§ Work order
Return every line in the entries below where the word "PathViolation" shows up.
-- Opening Marker --
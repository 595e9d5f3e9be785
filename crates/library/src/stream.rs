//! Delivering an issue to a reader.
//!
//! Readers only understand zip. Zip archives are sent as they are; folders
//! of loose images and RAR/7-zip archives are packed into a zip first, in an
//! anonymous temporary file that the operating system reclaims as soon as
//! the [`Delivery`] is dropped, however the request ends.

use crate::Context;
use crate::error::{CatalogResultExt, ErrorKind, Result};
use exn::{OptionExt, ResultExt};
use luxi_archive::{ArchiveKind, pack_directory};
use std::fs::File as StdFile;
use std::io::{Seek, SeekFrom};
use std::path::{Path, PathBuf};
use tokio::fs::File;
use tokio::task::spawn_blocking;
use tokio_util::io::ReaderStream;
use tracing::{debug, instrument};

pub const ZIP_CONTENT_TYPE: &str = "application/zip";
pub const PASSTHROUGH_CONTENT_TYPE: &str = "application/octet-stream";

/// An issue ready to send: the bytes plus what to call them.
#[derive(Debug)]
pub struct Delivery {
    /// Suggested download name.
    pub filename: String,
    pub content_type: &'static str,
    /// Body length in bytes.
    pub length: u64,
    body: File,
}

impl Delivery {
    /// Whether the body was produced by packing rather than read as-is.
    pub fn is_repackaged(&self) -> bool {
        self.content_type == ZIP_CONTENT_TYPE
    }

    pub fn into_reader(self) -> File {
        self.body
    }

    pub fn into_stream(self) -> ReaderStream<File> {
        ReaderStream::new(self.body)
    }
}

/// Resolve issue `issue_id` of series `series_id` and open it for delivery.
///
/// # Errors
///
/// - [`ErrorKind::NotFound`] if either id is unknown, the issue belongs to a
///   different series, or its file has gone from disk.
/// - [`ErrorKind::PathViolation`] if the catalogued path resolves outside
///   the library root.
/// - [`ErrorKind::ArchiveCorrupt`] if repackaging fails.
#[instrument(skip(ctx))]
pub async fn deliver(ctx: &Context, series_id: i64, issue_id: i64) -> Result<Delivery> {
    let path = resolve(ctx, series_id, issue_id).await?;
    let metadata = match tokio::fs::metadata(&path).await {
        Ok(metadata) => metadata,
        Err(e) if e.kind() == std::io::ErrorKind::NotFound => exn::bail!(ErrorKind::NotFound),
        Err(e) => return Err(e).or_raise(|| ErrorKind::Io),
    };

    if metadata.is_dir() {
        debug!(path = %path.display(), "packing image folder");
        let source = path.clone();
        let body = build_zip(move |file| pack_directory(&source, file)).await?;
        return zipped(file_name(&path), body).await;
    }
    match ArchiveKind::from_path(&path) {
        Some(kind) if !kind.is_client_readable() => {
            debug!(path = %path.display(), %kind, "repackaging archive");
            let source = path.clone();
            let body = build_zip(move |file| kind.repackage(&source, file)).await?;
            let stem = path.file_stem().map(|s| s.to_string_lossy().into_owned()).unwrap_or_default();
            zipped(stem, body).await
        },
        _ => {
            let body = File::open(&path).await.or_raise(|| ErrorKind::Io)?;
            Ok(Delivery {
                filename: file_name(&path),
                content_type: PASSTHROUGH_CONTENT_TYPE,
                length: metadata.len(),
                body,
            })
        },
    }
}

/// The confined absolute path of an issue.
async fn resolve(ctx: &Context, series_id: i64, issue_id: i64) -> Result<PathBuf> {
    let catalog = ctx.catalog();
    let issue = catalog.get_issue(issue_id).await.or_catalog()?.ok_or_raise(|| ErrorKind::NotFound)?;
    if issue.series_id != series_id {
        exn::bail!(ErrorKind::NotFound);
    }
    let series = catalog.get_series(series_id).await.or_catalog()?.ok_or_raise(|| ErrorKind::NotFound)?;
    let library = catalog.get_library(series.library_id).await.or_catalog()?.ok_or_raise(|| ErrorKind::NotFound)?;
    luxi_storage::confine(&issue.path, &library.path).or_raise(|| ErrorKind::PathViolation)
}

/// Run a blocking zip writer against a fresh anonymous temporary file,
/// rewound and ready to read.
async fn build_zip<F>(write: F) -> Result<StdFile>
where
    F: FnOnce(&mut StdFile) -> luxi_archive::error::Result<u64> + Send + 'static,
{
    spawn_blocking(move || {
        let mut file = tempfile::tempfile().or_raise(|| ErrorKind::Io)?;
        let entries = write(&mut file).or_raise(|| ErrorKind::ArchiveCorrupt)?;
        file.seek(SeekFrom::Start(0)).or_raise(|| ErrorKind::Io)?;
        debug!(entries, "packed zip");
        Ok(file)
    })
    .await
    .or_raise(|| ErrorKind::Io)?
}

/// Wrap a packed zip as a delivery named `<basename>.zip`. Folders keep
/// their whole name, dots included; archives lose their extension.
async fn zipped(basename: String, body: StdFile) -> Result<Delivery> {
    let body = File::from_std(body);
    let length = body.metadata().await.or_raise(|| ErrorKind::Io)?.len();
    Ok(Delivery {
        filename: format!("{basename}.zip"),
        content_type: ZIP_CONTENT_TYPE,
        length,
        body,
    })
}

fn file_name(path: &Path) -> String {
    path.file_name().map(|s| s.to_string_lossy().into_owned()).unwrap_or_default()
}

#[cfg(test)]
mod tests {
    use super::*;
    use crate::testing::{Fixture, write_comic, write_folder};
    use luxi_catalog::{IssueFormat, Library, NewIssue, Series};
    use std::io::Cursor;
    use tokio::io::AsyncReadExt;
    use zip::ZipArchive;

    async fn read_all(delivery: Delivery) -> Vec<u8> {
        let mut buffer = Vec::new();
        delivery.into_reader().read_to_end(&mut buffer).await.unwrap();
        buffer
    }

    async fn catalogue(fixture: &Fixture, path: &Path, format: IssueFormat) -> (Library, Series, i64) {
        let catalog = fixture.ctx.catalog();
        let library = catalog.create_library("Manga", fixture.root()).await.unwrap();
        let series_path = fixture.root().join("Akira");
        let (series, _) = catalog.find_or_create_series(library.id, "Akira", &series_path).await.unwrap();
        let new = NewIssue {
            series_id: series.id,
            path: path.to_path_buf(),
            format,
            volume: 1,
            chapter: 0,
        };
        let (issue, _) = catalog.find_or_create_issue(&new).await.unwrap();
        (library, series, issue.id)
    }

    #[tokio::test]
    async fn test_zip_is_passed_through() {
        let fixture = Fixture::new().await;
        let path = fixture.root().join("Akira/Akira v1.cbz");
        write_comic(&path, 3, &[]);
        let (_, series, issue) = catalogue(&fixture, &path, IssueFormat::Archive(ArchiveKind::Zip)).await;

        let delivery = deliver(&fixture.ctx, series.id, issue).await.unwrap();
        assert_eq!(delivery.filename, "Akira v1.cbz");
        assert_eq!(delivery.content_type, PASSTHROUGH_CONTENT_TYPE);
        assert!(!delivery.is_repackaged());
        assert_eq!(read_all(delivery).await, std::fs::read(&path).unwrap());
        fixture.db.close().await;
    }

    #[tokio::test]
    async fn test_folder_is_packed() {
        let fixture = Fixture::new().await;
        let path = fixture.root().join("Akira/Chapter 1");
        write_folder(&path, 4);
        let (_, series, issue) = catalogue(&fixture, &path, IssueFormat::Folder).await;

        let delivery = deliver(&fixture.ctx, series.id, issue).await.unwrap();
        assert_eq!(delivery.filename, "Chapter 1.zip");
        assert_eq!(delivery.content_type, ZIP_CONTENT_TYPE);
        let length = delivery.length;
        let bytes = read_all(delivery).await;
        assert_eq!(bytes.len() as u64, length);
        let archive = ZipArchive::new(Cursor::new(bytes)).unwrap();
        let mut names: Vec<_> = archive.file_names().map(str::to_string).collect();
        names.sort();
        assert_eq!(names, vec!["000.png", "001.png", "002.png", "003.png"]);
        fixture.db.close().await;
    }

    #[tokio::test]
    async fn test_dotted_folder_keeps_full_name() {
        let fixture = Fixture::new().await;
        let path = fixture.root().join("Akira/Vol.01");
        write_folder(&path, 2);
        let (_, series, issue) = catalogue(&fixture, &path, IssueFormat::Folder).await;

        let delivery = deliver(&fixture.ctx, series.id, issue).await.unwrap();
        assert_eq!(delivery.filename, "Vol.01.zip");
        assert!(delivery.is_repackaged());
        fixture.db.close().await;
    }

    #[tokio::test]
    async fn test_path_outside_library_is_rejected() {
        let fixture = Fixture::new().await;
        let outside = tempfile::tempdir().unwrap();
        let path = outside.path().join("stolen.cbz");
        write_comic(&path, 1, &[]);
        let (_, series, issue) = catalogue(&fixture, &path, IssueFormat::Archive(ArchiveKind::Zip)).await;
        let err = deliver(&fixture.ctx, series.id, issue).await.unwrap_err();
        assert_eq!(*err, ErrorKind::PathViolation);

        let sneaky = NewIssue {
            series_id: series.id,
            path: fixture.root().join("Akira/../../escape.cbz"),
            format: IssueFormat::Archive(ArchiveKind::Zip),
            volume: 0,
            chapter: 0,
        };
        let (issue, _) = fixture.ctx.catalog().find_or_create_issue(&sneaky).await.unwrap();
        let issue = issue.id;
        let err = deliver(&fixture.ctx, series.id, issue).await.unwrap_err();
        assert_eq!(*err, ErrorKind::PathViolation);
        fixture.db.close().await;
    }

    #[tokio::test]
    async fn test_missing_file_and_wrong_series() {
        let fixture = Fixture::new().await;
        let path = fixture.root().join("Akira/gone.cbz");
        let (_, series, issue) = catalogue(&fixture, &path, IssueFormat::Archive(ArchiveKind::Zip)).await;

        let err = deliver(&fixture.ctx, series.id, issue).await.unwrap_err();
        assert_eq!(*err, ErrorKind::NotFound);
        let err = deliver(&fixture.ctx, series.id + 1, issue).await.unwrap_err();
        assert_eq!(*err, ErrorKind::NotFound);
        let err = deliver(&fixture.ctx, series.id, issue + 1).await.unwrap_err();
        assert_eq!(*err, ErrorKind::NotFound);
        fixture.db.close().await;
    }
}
-- Closing Marker --
§ Exercise solution
/// - [`ErrorKind::PathViolation`] if the catalogued path resolves outside
    luxi_storage::confine(&issue.path, &library.path).or_raise(|| ErrorKind::PathViolation)
        assert_eq!(*err, ErrorKind::PathViolation);
        assert_eq!(*err, ErrorKind::PathViolation);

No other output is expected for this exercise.